**Work required**
Find and copy each line of the data that includes "greater".

**Exercise data**
####
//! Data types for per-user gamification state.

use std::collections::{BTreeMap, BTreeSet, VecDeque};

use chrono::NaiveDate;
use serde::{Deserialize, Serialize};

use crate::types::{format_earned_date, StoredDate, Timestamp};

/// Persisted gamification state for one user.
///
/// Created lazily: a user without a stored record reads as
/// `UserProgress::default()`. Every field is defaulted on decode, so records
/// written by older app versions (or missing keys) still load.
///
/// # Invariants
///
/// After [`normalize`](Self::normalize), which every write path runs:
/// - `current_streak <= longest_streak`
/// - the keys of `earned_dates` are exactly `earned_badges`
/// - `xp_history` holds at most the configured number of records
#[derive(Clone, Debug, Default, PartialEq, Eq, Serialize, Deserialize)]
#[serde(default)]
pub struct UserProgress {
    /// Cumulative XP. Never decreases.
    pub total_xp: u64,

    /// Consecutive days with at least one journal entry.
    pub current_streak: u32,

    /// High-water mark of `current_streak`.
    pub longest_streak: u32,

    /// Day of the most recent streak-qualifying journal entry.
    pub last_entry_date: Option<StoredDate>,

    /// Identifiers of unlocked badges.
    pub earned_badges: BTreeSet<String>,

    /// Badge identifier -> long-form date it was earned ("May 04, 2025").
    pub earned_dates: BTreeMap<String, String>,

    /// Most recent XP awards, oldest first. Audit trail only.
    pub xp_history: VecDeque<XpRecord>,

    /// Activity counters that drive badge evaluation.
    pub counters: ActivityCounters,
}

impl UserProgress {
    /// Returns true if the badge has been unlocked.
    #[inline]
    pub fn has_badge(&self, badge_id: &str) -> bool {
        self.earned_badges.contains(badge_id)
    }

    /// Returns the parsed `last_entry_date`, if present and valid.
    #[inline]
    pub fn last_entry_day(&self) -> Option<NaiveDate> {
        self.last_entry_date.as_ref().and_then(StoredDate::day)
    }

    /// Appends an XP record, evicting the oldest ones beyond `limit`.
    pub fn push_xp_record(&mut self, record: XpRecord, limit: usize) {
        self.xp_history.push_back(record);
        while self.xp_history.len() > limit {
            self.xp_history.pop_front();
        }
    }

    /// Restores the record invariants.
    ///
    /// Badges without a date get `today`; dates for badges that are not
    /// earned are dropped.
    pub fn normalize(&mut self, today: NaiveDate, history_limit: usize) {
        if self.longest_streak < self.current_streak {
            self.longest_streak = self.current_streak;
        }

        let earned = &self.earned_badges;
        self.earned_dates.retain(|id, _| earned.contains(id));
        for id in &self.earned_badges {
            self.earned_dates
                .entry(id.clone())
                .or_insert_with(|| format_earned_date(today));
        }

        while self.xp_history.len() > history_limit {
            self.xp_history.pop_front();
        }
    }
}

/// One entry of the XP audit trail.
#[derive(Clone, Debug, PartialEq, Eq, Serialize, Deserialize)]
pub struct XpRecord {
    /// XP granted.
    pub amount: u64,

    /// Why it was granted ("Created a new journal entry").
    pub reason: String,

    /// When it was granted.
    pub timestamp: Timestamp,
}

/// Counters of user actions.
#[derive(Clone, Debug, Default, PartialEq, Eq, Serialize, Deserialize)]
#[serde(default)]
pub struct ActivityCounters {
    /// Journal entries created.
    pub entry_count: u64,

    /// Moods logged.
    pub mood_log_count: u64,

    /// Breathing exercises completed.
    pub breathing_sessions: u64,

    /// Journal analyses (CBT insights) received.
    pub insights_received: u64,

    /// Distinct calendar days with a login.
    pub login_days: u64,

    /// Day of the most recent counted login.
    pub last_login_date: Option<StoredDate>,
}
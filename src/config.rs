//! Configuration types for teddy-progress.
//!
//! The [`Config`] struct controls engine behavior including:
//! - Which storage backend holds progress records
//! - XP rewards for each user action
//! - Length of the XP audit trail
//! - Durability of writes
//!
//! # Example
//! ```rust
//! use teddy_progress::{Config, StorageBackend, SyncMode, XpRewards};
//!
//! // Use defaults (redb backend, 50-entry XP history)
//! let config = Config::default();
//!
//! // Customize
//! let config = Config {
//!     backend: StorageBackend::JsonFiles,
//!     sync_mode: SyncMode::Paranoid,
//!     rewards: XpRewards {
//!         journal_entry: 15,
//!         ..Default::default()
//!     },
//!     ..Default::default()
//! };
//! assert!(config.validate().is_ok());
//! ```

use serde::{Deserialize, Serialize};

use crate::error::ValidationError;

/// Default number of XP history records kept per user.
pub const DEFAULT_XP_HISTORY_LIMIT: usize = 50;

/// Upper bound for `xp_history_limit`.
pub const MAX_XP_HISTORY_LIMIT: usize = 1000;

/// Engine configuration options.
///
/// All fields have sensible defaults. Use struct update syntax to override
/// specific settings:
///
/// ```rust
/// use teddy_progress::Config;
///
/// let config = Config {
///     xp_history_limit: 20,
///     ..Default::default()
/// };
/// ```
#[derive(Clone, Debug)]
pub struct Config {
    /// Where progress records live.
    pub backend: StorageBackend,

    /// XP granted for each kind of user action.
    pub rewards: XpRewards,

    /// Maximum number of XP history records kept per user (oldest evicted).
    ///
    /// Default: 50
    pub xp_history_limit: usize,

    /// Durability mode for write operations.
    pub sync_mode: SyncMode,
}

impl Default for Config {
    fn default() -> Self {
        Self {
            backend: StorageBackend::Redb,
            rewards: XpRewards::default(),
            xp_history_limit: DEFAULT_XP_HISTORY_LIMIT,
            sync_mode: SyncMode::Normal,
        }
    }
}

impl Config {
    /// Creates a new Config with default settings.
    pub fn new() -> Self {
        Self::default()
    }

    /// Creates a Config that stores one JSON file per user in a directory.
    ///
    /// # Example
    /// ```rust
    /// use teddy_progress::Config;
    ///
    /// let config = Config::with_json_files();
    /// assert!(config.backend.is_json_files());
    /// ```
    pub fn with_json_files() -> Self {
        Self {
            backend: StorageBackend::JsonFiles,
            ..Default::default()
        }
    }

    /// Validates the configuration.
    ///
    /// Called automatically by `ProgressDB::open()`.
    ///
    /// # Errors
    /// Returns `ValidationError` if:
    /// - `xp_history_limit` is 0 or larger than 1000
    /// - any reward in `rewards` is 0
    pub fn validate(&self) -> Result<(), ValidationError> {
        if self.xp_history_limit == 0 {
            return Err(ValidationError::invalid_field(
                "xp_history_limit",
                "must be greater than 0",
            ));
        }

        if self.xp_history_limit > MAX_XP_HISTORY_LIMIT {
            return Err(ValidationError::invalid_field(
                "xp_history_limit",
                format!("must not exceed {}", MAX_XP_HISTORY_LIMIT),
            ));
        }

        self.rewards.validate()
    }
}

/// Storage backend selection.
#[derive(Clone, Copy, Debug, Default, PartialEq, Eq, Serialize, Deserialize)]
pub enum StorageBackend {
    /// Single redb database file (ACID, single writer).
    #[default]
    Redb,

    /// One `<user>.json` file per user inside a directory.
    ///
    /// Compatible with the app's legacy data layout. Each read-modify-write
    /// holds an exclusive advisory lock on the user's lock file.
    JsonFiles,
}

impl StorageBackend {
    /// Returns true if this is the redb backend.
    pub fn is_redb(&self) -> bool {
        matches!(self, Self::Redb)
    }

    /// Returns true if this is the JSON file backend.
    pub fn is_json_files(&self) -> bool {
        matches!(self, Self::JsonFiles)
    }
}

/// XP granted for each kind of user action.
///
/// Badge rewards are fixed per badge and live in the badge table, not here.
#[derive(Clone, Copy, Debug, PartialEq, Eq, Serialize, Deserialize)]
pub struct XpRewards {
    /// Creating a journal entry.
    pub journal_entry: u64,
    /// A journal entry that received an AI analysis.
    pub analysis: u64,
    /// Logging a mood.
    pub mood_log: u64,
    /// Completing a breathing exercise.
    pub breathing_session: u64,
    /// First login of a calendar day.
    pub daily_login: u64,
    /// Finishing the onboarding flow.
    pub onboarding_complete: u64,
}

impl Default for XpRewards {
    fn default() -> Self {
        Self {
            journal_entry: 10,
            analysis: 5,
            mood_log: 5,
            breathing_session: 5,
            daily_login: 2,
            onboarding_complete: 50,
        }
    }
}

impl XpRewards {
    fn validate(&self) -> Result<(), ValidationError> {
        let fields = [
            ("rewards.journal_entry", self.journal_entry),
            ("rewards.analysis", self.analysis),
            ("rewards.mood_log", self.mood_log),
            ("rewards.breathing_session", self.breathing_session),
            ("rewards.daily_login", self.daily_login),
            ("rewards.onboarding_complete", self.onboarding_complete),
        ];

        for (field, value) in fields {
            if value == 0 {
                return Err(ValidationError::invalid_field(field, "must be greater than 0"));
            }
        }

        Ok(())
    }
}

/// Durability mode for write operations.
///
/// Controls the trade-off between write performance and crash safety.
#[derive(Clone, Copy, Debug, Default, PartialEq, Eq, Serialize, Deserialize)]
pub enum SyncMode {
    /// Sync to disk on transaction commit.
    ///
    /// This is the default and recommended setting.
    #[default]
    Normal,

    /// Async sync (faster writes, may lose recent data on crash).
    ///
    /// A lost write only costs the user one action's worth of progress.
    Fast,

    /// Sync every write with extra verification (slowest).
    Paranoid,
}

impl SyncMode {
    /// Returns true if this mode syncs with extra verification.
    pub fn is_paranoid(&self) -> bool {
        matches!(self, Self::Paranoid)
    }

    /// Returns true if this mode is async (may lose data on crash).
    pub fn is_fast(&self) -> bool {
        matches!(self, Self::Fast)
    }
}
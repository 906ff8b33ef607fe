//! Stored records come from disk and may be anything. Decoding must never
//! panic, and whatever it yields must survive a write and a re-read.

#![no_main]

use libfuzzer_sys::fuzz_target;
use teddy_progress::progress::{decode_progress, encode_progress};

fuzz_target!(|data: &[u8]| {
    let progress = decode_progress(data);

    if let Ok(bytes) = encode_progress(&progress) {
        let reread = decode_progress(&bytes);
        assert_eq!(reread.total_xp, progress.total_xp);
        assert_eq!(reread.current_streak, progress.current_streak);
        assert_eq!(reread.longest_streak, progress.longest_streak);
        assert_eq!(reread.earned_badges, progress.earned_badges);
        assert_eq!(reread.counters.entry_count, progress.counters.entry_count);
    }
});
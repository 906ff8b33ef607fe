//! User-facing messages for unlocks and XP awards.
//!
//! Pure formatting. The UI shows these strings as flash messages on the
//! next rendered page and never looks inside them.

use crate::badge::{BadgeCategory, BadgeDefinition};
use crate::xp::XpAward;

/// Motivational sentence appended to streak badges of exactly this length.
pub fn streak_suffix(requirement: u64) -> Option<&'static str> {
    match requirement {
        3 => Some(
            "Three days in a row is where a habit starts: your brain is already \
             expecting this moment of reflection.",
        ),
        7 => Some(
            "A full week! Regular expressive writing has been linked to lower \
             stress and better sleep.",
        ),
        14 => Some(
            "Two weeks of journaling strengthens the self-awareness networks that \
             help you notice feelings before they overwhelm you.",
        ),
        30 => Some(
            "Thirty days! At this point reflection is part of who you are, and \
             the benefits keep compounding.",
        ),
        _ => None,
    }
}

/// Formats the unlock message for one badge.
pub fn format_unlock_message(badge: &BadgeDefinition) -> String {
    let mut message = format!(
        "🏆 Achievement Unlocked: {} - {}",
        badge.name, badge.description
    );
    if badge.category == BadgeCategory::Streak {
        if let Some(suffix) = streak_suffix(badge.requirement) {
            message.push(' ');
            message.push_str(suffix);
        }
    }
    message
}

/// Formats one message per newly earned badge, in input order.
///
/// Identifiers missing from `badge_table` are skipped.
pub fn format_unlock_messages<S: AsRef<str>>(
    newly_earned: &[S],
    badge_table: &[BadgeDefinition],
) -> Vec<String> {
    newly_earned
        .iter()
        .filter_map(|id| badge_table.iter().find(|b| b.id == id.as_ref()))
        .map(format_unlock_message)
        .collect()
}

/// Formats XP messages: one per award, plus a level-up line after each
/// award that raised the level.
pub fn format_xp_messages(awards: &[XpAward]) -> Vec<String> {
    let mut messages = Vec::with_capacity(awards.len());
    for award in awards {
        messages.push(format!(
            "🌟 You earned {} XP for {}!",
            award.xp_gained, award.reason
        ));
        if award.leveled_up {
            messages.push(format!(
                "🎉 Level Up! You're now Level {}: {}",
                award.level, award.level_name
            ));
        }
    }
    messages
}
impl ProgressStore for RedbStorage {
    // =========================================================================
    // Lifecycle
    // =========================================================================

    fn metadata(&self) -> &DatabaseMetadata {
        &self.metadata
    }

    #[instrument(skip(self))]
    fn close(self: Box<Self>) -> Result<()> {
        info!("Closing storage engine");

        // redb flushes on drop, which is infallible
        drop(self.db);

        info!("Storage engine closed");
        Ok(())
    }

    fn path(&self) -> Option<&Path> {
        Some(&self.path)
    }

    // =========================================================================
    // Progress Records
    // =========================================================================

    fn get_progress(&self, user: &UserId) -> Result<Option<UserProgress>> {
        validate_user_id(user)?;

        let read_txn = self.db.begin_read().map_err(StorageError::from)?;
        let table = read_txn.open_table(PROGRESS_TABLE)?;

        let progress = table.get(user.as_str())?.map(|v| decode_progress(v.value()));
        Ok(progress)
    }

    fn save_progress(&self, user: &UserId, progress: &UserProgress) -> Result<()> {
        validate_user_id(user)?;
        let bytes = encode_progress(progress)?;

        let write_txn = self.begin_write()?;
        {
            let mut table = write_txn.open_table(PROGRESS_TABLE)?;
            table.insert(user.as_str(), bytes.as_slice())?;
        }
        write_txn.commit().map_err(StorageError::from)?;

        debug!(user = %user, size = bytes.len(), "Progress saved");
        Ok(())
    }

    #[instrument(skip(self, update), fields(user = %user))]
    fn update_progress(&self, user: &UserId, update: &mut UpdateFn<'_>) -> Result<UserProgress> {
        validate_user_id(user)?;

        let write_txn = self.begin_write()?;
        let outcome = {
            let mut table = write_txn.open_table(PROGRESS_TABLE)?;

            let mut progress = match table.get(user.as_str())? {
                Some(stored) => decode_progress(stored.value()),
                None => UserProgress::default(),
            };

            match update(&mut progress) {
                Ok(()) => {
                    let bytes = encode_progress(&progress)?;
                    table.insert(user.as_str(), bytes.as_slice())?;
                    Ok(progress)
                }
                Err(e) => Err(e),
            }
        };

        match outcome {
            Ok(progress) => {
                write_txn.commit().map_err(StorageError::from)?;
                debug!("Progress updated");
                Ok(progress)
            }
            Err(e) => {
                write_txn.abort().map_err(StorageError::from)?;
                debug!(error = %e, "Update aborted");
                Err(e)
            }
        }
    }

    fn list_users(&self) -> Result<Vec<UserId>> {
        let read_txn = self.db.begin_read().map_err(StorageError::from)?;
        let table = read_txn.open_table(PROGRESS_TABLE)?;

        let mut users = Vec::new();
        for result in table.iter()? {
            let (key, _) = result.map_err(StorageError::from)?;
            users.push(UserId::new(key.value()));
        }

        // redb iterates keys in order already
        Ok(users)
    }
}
####
**Written response**
                "must be greater than 0",
                return Err(ValidationError::invalid_field(field, "must be greater than 0"));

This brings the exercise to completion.